● EXERCISE AIM
Please copy out all lines of the entries that contain the word "Coerce".

-*-*-

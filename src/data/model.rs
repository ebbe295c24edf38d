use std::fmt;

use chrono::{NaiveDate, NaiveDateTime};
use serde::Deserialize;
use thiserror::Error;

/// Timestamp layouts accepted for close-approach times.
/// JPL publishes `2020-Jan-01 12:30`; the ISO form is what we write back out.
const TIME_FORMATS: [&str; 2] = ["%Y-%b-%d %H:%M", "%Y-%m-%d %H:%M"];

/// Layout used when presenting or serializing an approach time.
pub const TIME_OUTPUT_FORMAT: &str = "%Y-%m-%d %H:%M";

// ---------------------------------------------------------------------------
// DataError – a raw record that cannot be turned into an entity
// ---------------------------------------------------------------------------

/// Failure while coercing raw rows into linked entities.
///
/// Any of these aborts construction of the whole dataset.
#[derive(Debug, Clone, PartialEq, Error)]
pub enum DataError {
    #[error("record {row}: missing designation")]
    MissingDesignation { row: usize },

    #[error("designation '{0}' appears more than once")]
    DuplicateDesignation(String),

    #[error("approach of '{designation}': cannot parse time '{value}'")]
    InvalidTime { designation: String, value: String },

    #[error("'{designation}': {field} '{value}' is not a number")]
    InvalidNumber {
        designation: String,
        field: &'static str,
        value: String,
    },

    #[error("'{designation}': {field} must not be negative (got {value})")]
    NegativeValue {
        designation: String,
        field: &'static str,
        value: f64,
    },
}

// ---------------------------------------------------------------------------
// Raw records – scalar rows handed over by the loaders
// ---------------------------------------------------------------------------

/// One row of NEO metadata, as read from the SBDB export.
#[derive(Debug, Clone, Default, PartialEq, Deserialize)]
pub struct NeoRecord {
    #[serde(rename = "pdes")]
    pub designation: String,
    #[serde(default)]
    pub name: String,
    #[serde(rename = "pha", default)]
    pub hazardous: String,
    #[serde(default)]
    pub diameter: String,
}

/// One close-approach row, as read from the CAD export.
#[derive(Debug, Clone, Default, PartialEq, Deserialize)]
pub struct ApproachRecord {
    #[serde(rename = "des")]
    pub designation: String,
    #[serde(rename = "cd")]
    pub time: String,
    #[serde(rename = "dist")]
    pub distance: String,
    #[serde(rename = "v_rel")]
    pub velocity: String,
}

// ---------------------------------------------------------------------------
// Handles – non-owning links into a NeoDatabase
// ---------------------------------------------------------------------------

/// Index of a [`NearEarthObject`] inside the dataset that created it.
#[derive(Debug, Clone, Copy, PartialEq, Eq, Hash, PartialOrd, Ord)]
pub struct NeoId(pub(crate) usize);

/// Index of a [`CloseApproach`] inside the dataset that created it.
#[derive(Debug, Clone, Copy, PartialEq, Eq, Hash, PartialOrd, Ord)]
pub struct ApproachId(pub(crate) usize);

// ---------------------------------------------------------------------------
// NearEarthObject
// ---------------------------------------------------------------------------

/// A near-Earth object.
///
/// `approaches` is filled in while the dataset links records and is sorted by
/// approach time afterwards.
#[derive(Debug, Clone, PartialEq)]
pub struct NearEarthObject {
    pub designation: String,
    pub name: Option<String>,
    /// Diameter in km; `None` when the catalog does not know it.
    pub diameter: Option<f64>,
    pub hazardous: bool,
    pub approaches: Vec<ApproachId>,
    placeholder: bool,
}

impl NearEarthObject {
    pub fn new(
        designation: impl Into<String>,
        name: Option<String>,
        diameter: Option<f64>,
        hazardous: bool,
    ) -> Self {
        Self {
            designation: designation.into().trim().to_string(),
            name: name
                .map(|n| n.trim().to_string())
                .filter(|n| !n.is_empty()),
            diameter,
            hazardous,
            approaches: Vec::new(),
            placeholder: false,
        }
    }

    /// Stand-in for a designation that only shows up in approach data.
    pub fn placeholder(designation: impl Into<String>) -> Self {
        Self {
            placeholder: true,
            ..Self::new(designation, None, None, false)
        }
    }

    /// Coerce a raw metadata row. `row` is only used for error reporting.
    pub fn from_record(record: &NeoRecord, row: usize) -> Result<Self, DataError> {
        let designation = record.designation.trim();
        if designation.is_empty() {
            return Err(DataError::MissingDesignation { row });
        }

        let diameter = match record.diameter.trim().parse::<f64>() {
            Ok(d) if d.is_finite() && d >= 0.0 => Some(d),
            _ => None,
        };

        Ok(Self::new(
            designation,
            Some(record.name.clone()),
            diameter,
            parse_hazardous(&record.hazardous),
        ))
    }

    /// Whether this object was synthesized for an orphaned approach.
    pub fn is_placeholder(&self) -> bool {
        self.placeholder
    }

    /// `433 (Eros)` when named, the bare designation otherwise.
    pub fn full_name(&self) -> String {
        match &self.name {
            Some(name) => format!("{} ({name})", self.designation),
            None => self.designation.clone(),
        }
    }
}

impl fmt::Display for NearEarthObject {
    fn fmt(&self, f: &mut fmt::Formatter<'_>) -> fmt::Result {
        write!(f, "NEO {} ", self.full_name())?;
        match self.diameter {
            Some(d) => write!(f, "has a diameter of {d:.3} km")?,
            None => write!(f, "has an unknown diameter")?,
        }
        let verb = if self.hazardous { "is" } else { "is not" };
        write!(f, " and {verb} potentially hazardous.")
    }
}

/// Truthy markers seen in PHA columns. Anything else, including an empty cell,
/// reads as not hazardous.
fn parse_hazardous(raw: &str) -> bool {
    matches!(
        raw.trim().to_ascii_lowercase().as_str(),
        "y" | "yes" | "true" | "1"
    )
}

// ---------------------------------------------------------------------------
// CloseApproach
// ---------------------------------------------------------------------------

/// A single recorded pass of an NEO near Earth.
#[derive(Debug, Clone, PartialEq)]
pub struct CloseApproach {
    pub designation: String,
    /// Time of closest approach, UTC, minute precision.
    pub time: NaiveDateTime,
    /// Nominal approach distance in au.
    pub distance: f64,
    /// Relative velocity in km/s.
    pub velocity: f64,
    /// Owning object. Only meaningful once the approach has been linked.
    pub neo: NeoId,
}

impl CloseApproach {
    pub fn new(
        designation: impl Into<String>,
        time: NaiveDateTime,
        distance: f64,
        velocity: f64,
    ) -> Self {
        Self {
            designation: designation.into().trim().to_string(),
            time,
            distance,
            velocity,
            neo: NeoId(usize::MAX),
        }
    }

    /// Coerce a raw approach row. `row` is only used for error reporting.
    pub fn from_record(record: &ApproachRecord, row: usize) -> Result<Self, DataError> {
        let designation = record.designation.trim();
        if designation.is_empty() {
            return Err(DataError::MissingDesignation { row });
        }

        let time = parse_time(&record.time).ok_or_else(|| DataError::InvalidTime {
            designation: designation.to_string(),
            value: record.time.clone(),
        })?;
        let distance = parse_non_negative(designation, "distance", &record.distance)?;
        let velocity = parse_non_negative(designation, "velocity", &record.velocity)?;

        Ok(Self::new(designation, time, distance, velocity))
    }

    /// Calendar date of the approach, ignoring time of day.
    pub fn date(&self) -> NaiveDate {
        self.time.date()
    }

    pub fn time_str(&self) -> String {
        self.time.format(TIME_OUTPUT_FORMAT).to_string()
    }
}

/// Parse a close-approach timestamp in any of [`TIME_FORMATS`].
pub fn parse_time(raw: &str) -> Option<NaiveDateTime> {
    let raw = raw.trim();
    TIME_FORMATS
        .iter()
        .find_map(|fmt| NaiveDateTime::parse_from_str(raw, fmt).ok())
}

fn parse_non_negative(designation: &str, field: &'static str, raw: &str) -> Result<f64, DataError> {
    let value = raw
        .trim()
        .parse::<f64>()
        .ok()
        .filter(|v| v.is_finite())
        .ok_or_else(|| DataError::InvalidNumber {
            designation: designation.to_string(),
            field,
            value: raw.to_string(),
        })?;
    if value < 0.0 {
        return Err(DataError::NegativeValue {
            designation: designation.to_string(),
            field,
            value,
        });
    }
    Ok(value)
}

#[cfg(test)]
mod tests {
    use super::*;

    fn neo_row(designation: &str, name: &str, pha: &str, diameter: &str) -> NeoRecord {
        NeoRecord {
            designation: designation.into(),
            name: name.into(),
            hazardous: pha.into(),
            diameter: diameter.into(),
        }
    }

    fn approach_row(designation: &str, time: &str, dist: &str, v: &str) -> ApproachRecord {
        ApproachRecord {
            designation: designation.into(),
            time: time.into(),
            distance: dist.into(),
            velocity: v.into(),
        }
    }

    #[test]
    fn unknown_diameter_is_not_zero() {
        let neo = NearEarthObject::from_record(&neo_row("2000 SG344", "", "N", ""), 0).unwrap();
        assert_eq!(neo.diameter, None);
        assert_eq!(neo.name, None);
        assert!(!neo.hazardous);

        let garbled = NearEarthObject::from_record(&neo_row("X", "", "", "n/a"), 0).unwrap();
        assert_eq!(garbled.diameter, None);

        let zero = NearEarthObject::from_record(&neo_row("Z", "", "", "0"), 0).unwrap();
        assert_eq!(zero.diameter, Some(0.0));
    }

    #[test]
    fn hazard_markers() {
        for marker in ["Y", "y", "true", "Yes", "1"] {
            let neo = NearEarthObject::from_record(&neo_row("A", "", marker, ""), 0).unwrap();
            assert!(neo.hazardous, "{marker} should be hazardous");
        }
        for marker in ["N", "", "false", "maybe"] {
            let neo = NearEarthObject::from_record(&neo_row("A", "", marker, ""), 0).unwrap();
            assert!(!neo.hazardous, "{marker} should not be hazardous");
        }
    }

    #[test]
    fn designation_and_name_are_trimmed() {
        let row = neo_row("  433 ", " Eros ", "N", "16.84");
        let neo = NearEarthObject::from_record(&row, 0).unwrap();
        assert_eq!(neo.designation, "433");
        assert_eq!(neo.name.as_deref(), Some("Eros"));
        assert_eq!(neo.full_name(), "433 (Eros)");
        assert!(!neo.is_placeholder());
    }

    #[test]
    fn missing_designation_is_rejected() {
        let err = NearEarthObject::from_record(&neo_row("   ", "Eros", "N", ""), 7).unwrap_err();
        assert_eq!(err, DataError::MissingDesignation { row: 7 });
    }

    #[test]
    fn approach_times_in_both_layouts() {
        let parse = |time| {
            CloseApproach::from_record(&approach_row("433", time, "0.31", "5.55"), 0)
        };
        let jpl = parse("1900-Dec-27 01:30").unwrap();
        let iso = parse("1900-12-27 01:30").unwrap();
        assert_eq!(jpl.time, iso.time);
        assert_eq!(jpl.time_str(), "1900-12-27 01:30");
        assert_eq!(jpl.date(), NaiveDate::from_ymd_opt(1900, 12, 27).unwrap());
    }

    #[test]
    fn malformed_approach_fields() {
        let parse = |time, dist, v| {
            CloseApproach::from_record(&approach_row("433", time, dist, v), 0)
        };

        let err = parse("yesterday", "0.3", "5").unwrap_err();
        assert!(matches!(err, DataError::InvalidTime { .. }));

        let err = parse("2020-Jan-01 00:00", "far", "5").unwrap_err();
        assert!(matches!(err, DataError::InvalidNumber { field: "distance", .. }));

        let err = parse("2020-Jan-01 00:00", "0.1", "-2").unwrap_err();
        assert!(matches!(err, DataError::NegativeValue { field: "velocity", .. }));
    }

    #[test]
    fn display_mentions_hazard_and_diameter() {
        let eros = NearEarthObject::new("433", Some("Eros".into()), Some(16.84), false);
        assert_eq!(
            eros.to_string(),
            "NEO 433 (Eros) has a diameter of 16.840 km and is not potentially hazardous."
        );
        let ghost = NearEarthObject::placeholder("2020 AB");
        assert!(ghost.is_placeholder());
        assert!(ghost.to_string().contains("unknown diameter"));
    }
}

-*-*-

● ANSWER SPACE
    /// Coerce a raw metadata row. `row` is only used for error reporting.
    /// Coerce a raw approach row. `row` is only used for error reporting.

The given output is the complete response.